During the course of a hot and humid stretch in the middle of summer on the East Coast of Canada, while hearing about record heat waves and wild fires, I find myself reflecting on over 20 years of efforts in Canada to respond appropriately to the challenge of climate change. During the past 20 years, Canada has gone from leader to laggard twice, once with the Kyoto Protocol, and again, it would appear based on recent developments, with the implementation of the Paris Climate Agreement. All this, of course, after Canada had already committed to stabilize emissions at 1990 levels by 2000 in the context of the 1992 Framework Convention on Climate Change, a commitment it also failed to implement.
Following its leadership role in 1997 in the Kyoto negotiations, Canada’s federal government of the day worked hard with provinces and stakeholders to develop a set of climate policies to implement effective climate mitigation and adaptation in Canada. It ratified the Kyoto Protocol, supported its entry into force, but efforts to take effective steps to implement Canada’s commitments ultimately failed. Canada eventually withdrew its ratification of the Kyoto Protocol, and in the process did very little to reduce domestic emissions compared to most developed and even some developing countries. Some provinces, such as British Columbia, Ontario, Quebec and Nova Scotia, stepped up to lead during this period of federal withdrawal, but Canada as a whole never achieved any leadership in its domestic mitigation efforts.
Canada has more recently made another effort at climate mitigation leadership, this time in the context of the Paris Climate Agreement in December 2015, only to falter yet again in translating its international leadership into effective domestic implementation. In this post, I will share my reflections on this most recent cycle, which started with the election of the Trudeau Liberal Government in the fall of 2015.
The Liberal Party under Justin Trudeau showed signs of leadership on climate change during the 2015 federal election. It beat out the NDP in part by appealing to traditional NDP and Green Party voters on issues such as climate change. Once elected, it continued to show leadership during the UN climate negotiations, by playing an important, constructive role in the final days of the Paris climate negotiations in December 2015. It was part of an ‘ambition coalition’ of over 100 countries that secured the inclusion of the global goals of keeping temperature increases to well below 2 degrees while striving for 1.5, and to aim to reach global carbon neutrality by the second half of the century. Canada continued to show leadership by ratifying the Paris Agreement quickly to help bring it into force in record time by November 2016.
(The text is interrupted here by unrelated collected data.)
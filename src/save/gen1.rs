//! Red, Blue and Yellow.

use std::io::{Cursor, Read};

use byteorder::{BigEndian, ReadBytesExt};

use super::{
    gb::{self, ListEntry, ListLayout, PARTY_CAPACITY},
    GameBox, SaveContents, Trainer, ValidatedSection,
};
use crate::{
    error::{ChecksumError, RecordError},
    format::Generation,
    pokemon::{dv_block, DecodedRecord, Location, OriginalTrainer, Slot, Special, StatBlock},
    tables::LookupTables,
    text::decode_text,
    TrainerId,
};

pub const PARTY_RECORD_SIZE: usize = 44;
pub const BOX_RECORD_SIZE: usize = 33;

const BOXES_INITIALIZED: u8 = 0x80;
const CURRENT_BOX_MASK: u8 = 0x7F;

pub fn decode(
    section: &ValidatedSection<'_>,
    tables: &LookupTables,
) -> Result<SaveContents, ChecksumError> {
    let raw = section.raw();
    let layout = gb::layout_for(section.format())?;

    let money = raw
        .get(layout.money..layout.money + 3)
        .ok_or(ChecksumError::Truncated)?;
    let badges = raw.get(layout.badges).ok_or(ChecksumError::Truncated)?;
    let trainer = Trainer {
        name: gb::read_name(raw, layout.player_name, Generation::One)?,
        id: section.owner(),
        gender: None,
        money: gb::decode_bcd(money),
        time_played: gb::read_time_played(raw, layout.play_time, Generation::One)?,
        badges: Some(gb::count_badges(std::slice::from_ref(badges))),
        rival_name: Some(gb::read_name(raw, layout.rival_name, Generation::One)?),
    };
    log::debug!("Trainer {} ({})", trainer.name, trainer.id.public_id);

    let party_list = ListLayout {
        offset: layout.party,
        capacity: PARTY_CAPACITY,
        record_size: PARTY_RECORD_SIZE,
    };
    let party = gb::read_list(raw, party_list, |idx| Location::Party { slot: idx + 1 })?
        .iter()
        .map(|entry| Slot::from_result(entry.location, decode_record(entry, tables, true)))
        .collect();

    let box_state = *raw
        .get(layout.current_box_number)
        .ok_or(ChecksumError::Truncated)?;
    let current_box = usize::from(box_state & CURRENT_BOX_MASK);
    let boxes_initialized = box_state & BOXES_INITIALIZED != 0;
    log::trace!("Current box {current_box}, boxes initialized: {boxes_initialized}");

    let boxes = (0..layout.box_count())
        .map(|box_index| {
            let number = box_index as u8 + 1;
            // The bank copy of the open box is stale until the player switches boxes
            let offset = if box_index == current_box {
                layout.current_box
            } else {
                layout.box_offset(box_index)
            };
            let entries = if box_index == current_box || boxes_initialized {
                let list = ListLayout {
                    offset,
                    capacity: layout.box_capacity,
                    record_size: BOX_RECORD_SIZE,
                };
                gb::read_box(raw, list, number)
            } else {
                Vec::new()
            };
            GameBox {
                number,
                name: format!("BOX{number}"),
                slots: entries
                    .iter()
                    .map(|entry| {
                        Slot::from_result(entry.location, decode_record(entry, tables, false))
                    })
                    .collect(),
            }
        })
        .collect();

    Ok(SaveContents {
        trainer,
        party,
        boxes,
    })
}

fn decode_record(
    entry: &ListEntry<'_>,
    tables: &LookupTables,
    in_party: bool,
) -> Result<DecodedRecord, RecordError> {
    let mut cursor = Cursor::new(entry.record);
    let species_index = cursor.read_u8()?;
    let _current_hp = cursor.read_u16::<BigEndian>()?;
    let box_level = cursor.read_u8()?;
    let _status = cursor.read_u8()?;
    let _types = cursor.read_u16::<BigEndian>()?;
    let _catch_rate = cursor.read_u8()?;
    let mut move_indices = [0u8; 4];
    cursor.read_exact(&mut move_indices)?;
    let original_trainer_id = cursor.read_u16::<BigEndian>()?;
    let experience = cursor.read_u24::<BigEndian>()?;
    let mut evs = [0u16; 5];
    for ev in evs.iter_mut() {
        *ev = cursor.read_u16::<BigEndian>()?;
    }
    let dvs = cursor.read_u16::<BigEndian>()?;
    let mut pp = [0u8; 4];
    cursor.read_exact(&mut pp)?;
    let level = if in_party { cursor.read_u8()? } else { box_level };

    Ok(DecodedRecord {
        location: entry.location,
        species: super::species(tables, Generation::One, u16::from(species_index)),
        nickname: decode_text(entry.nickname, Generation::One),
        original_trainer: OriginalTrainer {
            name: decode_text(entry.original_trainer_name, Generation::One),
            id: TrainerId {
                public_id: original_trainer_id,
                secret_id: None,
            },
        },
        held_item: None,
        moves: super::moves(
            tables,
            &move_indices.map(u16::from),
            &pp.map(|pp| pp & 0x3F),
            |slot| pp[slot] >> 6,
        ),
        experience,
        level,
        ivs: dv_block(dvs),
        evs: StatBlock {
            hp: evs[0],
            attack: evs[1],
            defense: evs[2],
            speed: evs[3],
            special: Special::Unified(evs[4]),
        },
        is_egg: false,
        is_shiny: None,
        gender: None,
        nature: None,
        ability: None,
        personality_value: None,
        friendship: None,
        language: None,
        met_location: None,
        status: String::new(),
    })
}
As the Trudeau government turned its attention to domestic implementation, the failure to turn international leadership into domestic action soon began to show. The first step was not encouraging. In spite of its criticism of the Harper government on its inadequate efforts on climate change, and in spite of its commitment to the Paris Climate Agreement, the Trudeau government did not increase the ambition of Canada’s Nationally Determined Contribution (NDC) from the inadequate NDC the previous government had filed before the Paris Agreement was finalized. In spite of agreeing to provisions in the Paris Agreement that recognize the gap between individual commitments and the collective goals and call for an increase of effort over time to meet the collective goals, Canada continues to show no willingness to increase its commitment by revising its NDC.
The second step of the Trudeau government was more encouraging. It was able to negotiate a Pan Canadian Framework on Climate Change with most of the provinces and all territories.[1] The agreement was disappointing to some in that it did not bring all provinces on board, and its commitment would not get Canada all the way to its 2020 or 2030 emission reduction targets under the inadequate NDC filed by the Harper government. Nevertheless, it had the potential to be an important breakthrough in overcoming the past divisions over effective climate mitigation in Canada, and to put Canada on the path to decarbonization.
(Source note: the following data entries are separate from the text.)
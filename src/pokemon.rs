//! The generation-agnostic record model every decoder produces.

use num_derive::FromPrimitive;
use serde::Serialize;

use crate::{error::RecordError, tables::Nature, TrainerId};

/// Where a record was stored in the save.
#[derive(Clone, Copy, Debug, PartialEq, Eq, Hash, Serialize)]
#[serde(tag = "kind", rename_all = "camelCase")]
pub enum Location {
    /// `slot` counts from 1.
    Party { slot: u8 },
    /// `number` and `slot` count from 1, as the games display them.
    Box { number: u8, slot: u8 },
}

impl Location {
    pub fn box_number(&self) -> Option<u8> {
        match self {
            Location::Party { .. } => None,
            Location::Box { number, .. } => Some(*number),
        }
    }
}

impl std::fmt::Display for Location {
    fn fmt(&self, f: &mut std::fmt::Formatter<'_>) -> std::fmt::Result {
        match self {
            Location::Party { slot } => write!(f, "party slot {slot}"),
            Location::Box { number, slot } => write!(f, "box {number} slot {slot}"),
        }
    }
}

#[derive(Clone, Debug, PartialEq, Eq, Serialize)]
#[serde(rename_all = "camelCase")]
pub struct Species {
    pub national_dex: Option<u16>,
    /// The index as stored in the save, which is not the national number in
    /// generations 1 and 3.
    pub index: u16,
    pub name: String,
}

#[derive(Clone, Debug, PartialEq, Eq, Serialize)]
pub struct Move {
    pub index: u16,
    pub name: String,
    pub pp: u8,
    pub pp_ups: u8,
}

#[derive(Clone, Debug, PartialEq, Eq, Serialize)]
pub struct Item {
    pub index: u16,
    pub name: String,
}

#[derive(Clone, Debug, PartialEq, Eq, Serialize)]
pub struct Ability {
    pub index: u8,
    pub name: String,
}

/// Generations 1 and 2 have a single special stat; generation 3 splits it.
#[derive(Clone, Copy, Debug, PartialEq, Eq, Serialize)]
#[serde(rename_all = "camelCase")]
pub enum Special {
    Unified(u16),
    Split { attack: u16, defense: u16 },
}

/// One value per stat, used for both individual values and effort values.
#[derive(Clone, Copy, Debug, PartialEq, Eq, Serialize)]
pub struct StatBlock {
    pub hp: u16,
    pub attack: u16,
    pub defense: u16,
    pub speed: u16,
    pub special: Special,
}

#[derive(Clone, Copy, Debug, PartialEq, Eq, Serialize)]
pub enum Gender {
    Male,
    Female,
    Genderless,
}

impl Gender {
    /// Gender from a generation 3 personality value and a species threshold.
    pub fn from_personality(personality_value: u32, threshold: u8) -> Self {
        match threshold {
            255 => Gender::Genderless,
            254 => Gender::Female,
            0 => Gender::Male,
            threshold if ((personality_value & 0xFF) as u8) < threshold => Gender::Female,
            _ => Gender::Male,
        }
    }

    /// Gender from a generation 2 attack DV. The species threshold scales down to
    /// the 4-bit DV range.
    pub fn from_attack_dv(attack_dv: u8, threshold: u8) -> Self {
        match threshold {
            255 => Gender::Genderless,
            254 => Gender::Female,
            0 => Gender::Male,
            threshold if attack_dv <= threshold >> 4 => Gender::Female,
            _ => Gender::Male,
        }
    }
}

/// Language byte of a generation 3 record. 6 is unused by the games.
#[derive(Clone, Copy, Debug, PartialEq, Eq, FromPrimitive, Serialize)]
pub enum Language {
    Japanese = 1,
    English = 2,
    French = 3,
    Italian = 4,
    German = 5,
    Spanish = 7,
}

#[derive(Clone, Debug, PartialEq, Eq, Serialize)]
pub struct OriginalTrainer {
    pub name: String,
    pub id: TrainerId,
}

/// One decoded Pokémon, whatever generation it came from. Fields a generation
/// does not store are `None`.
#[derive(Clone, Debug, PartialEq, Serialize)]
#[serde(rename_all = "camelCase")]
pub struct DecodedRecord {
    pub location: Location,
    pub species: Species,
    pub nickname: String,
    pub original_trainer: OriginalTrainer,
    pub held_item: Option<Item>,
    pub moves: Vec<Move>,
    pub experience: u32,
    pub level: u8,
    pub ivs: StatBlock,
    pub evs: StatBlock,
    pub is_egg: bool,
    pub is_shiny: Option<bool>,
    pub gender: Option<Gender>,
    pub nature: Option<Nature>,
    pub ability: Option<Ability>,
    pub personality_value: Option<u32>,
    pub friendship: Option<u8>,
    pub language: Option<Language>,
    /// Location id where a generation 3 record was met or hatched.
    pub met_location: Option<u8>,
    /// Destination bucket assigned by the box mapping.
    pub status: String,
}

impl DecodedRecord {
    /// True when the save's owner caught this one, rather than receiving it in
    /// a trade. Generations without a secret id compare the public id only.
    pub fn is_owned_by(&self, trainer: &TrainerId) -> bool {
        let ot = &self.original_trainer.id;
        ot.public_id == trainer.public_id
            && match (ot.secret_id, trainer.secret_id) {
                (Some(ours), Some(theirs)) => ours == theirs,
                _ => true,
            }
    }
}

/// A record that could not be read. It keeps its place so a caller can show
/// the gap.
#[derive(Clone, Debug, PartialEq, Eq, Serialize)]
pub struct UnreadableRecord {
    pub location: Location,
    pub error: RecordError,
}

#[derive(Clone, Debug, PartialEq, Serialize)]
#[serde(tag = "state", rename_all = "camelCase")]
pub enum Slot {
    Occupied(DecodedRecord),
    Unreadable(UnreadableRecord),
}

impl Slot {
    /// Turns a per-record decode result into a slot, degrading failures.
    pub fn from_result(location: Location, result: Result<DecodedRecord, RecordError>) -> Self {
        match result {
            Ok(record) => Slot::Occupied(record),
            Err(error) => {
                log::warn!("Record at {location} is unreadable: {error}");
                Slot::Unreadable(UnreadableRecord { location, error })
            }
        }
    }

    pub fn location(&self) -> Location {
        match self {
            Slot::Occupied(record) => record.location,
            Slot::Unreadable(unreadable) => unreadable.location,
        }
    }

    pub fn record(&self) -> Option<&DecodedRecord> {
        match self {
            Slot::Occupied(record) => Some(record),
            Slot::Unreadable(_) => None,
        }
    }

    pub fn is_unreadable(&self) -> bool {
        matches!(self, Slot::Unreadable(_))
    }
}

/// Individual values stored as 4-bit DVs, as generations 1 and 2 do. The HP DV
/// is built from the low bit of the other four.
pub fn dv_block(dvs: u16) -> StatBlock {
    let attack = (dvs >> 12) & 0xF;
    let defense = (dvs >> 8) & 0xF;
    let speed = (dvs >> 4) & 0xF;
    let special = dvs & 0xF;
    StatBlock {
        hp: ((attack & 1) << 3) | ((defense & 1) << 2) | ((speed & 1) << 1) | (special & 1),
        attack,
        defense,
        speed,
        special: Special::Unified(special),
    }
}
Perhaps the biggest flaw of this effort was the federal government’s failure to clearly position the Pan Canadian Framework, from the start, as an initial step that needed to be strengthened over time. Instead, it has become an inadequate high-water mark to be attacked and whittled down by powerholders who oppose to the decarbonization of Canadian society out of near-sighted self-interest and political opportunism. It is clear that the opposition to the transition comes from those who benefit from the status quo. There is no credible evidence that Canada, as a whole, will benefit from resisting this transition. There are strong indications to the contrary even in the short to medium term, and the combination of the cost of inaction and the economic opportunities associated with action leaves little doubt about the net economic benefits of decarbonization in the long term.[2]
Since it negotiated the Pan Canadian Framework, rather than fully implement it and prepare for the next level of effort, the Trudeau government has taken major steps backward in response to relentless pressure from some provinces and industry sectors. Such steps include the following:
- Developing backstop legislation for a key element of the Pan Canadian Framework, the carbon pricing element, that abandons the spirit of the framework by exempting 70 percent of emissions for some industry sectors from the carbon price. This essentially means that most emissions from these sectors are actually not subject to a carbon price at all.[3]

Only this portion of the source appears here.